▶ _DIRECTIONS_:
Up to and including the line with "message: &DhcpMessage) ->", return every line from the start of the entries below exactly.

[Stored items]
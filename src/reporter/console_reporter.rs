//! Console-based message reporter.

use std::fmt::Write as _;
use std::io::{self, Write};

use crate::domain::{DhcpMessage, DhcpOptions, OptionCode};
use crate::error::Error;
use crate::reporter::MessageReporter;
use crate::utils::hex_string;

/// Prints decoded messages in a human-readable form on stdout, and errors
/// on stderr.
pub struct ConsoleReporter {
    /// Whether to dump the raw chaddr/sname/file fields
    verbose: bool,
}

impl ConsoleReporter {
    /// Create a new console reporter.
    pub fn new() -> Self {
        Self { verbose: false }
    }

    /// Enable or disable verbose output.
    pub fn with_verbose(mut self, verbose: bool) -> Self {
        self.verbose = verbose;
        self
    }

    pub fn format_message(&self, source: &str, message: &DhcpMessage) -> String {
        let mut output = String::new();

        let kind = match message.message_type() {
            Some(msg_type) => msg_type.to_string(),
            None if message.is_request() => "BOOTREQUEST".to_string(),
            None if message.is_reply() => "BOOTREPLY".to_string(),
            None => format!("op {}", message.operation_code()),
        };
        let client = match message.client_mac() {
            Some(mac) => mac.to_string(),
            None => hex_string(message.client_hardware_address_bytes()),
        };

        let _ = writeln!(
            output,
            "[{}] {} | XID: {:#010x} | Client: {}",
            kind,
            source,
            message.transaction_id(),
            client
        );
        let _ = writeln!(
            output,
            "  op={} htype={} hlen={} hops={} secs={} flags={:#06x}{}",
            message.operation_code(),
            message.hardware_address_type(),
            message.hardware_address_length(),
            message.hops(),
            message.seconds_elapsed(),
            message.flags(),
            if message.is_broadcast() { " (broadcast)" } else { "" }
        );
        let _ = writeln!(
            output,
            "  ciaddr={} yiaddr={} siaddr={} giaddr={}",
            message.ciaddr(),
            message.yiaddr(),
            message.siaddr(),
            message.giaddr()
        );

        if let Some(sname) = message.server_name_str() {
            let _ = writeln!(output, "  sname={sname:?}");
        }
        if let Some(file) = message.boot_file_name_str() {
            let _ = writeln!(output, "  file={file:?}");
        }

        if self.verbose {
            let _ = writeln!(
                output,
                "  chaddr: {}",
                hex_string(message.client_hardware_address())
            );
            let _ = writeln!(output, "  sname: {}", hex_string(message.server_name()));
            let _ = writeln!(output, "  file: {}", hex_string(message.boot_file_name()));
        }

        output.push_str(&Self::format_option_table(message.options()));
        output
    }

    pub fn format_options(&self, source: &str, options: &DhcpOptions) -> String {
        let mut output = format!("[OPTIONS] {source}\n");
        output.push_str(&Self::format_option_table(options));
        output
    }

    fn format_option_table(options: &DhcpOptions) -> String {
        let mut output = format!("  options ({}):\n", options.len());
        for (tag, payload) in options {
            let name = OptionCode::try_from(tag)
                .map(OptionCode::name)
                .unwrap_or("Unknown");
            let _ = writeln!(
                output,
                "    {:>3} {:<26} [{}] {}",
                tag,
                name,
                payload.len(),
                hex_string(payload)
            );
        }
        output
    }
}

impl Default for ConsoleReporter {
    fn default() -> Self {
        Self::new()
    }
}

impl MessageReporter for ConsoleReporter {
    fn report_message(&self, source: &str, message: &DhcpMessage) {
        let output = self.format_message(source, message);
        let mut stdout = io::stdout().lock();
        let _ = write!(stdout, "{}", output);
    }

    fn report_options(&self, source: &str, options: &DhcpOptions) {
        let output = self.format_options(source, options);
        let mut stdout = io::stdout().lock();
        let _ = write!(stdout, "{}", output);
    }

    fn report_error(&self, source: &str, error: &Error) {
        let mut stderr = io::stderr().lock();
        let _ = writeln!(stderr, "error: {}: {} ({})", source, error, error.kind());
    }
}

#[cfg(test)]
mod tests {
    use super::*;
    use crate::parser::{parse, parse_options, DHCP_MAGIC_COOKIE};

    fn discover() -> DhcpMessage {
        let mut packet = vec![0u8; 240];
        packet[0] = 1;
        packet[1] = 1;
        packet[2] = 6;
        packet[4..8].copy_from_slice(&0xdeadbeefu32.to_be_bytes());
        packet[10] = 0x80;
        packet[28..34].copy_from_slice(&[0xaa, 0xbb, 0xcc, 0xdd, 0xee, 0xff]);
        packet[108..118].copy_from_slice(b"pxelinux.0");
        packet[236..240].copy_from_slice(&DHCP_MAGIC_COOKIE);
        packet.extend_from_slice(&[53, 1, 1, 12, 4, b'h', b'o', b's', b't', 200, 1, 7, 255]);
        parse(&packet).unwrap()
    }

    #[test]
    fn test_format_message_summary() {
        let output = ConsoleReporter::new().format_message("capture.bin", &discover());

        assert!(output.starts_with("[DHCPDISCOVER] capture.bin | XID: 0xdeadbeef"));
        assert!(output.contains("flags=0x8000 (broadcast)"));
        assert!(output.contains("ciaddr=0.0.0.0"));
        assert!(output.contains("file=\"pxelinux.0\""));
        assert!(!output.contains("sname="));
        assert!(output.contains("options (3):"));
        assert!(output.contains("DHCP Message Type"));
        assert!(output.contains("Host Name"));
        assert!(output.contains("68 6f 73 74"));
        assert!(output.contains("Unknown"));
    }

    #[test]
    fn test_verbose_dumps_raw_fields() {
        let quiet = ConsoleReporter::new().format_message("p", &discover());
        let verbose = ConsoleReporter::new()
            .with_verbose(true)
            .format_message("p", &discover());

        assert!(!quiet.contains("chaddr:"));
        assert!(verbose.contains("chaddr: aa bb cc dd ee ff 00"));
    }

    #[test]
    fn test_format_options_lists_tags_in_order() {
        let options = parse_options(&[53, 1, 3, 1, 4, 255, 255, 255, 0]).unwrap();
        let output = ConsoleReporter::new().format_options("opts.hex", &options);

        let mask = output.find("Subnet Mask").unwrap();
        let msg_type = output.find("DHCP Message Type").unwrap();
        assert!(output.starts_with("[OPTIONS] opts.hex"));
        assert!(mask < msg_type);
    }
}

▶ _COMPLETED EXERCISE_:
filename src/reporter/console_reporter.rs
//! Console-based message reporter.

use std::fmt::Write as _;
use std::io::{self, Write};

use crate::domain::{DhcpMessage, DhcpOptions, OptionCode};
use crate::error::Error;
use crate::reporter::MessageReporter;
use crate::utils::hex_string;

/// Prints decoded messages in a human-readable form on stdout, and errors
/// on stderr.
pub struct ConsoleReporter {
    /// Whether to dump the raw chaddr/sname/file fields
    verbose: bool,
}

impl ConsoleReporter {
    /// Create a new console reporter.
    pub fn new() -> Self {
        Self { verbose: false }
    }

    /// Enable or disable verbose output.
    pub fn with_verbose(mut self, verbose: bool) -> Self {
        self.verbose = verbose;
        self
    }

    pub fn format_message(&self, source: &str, message: &DhcpMessage) -> String {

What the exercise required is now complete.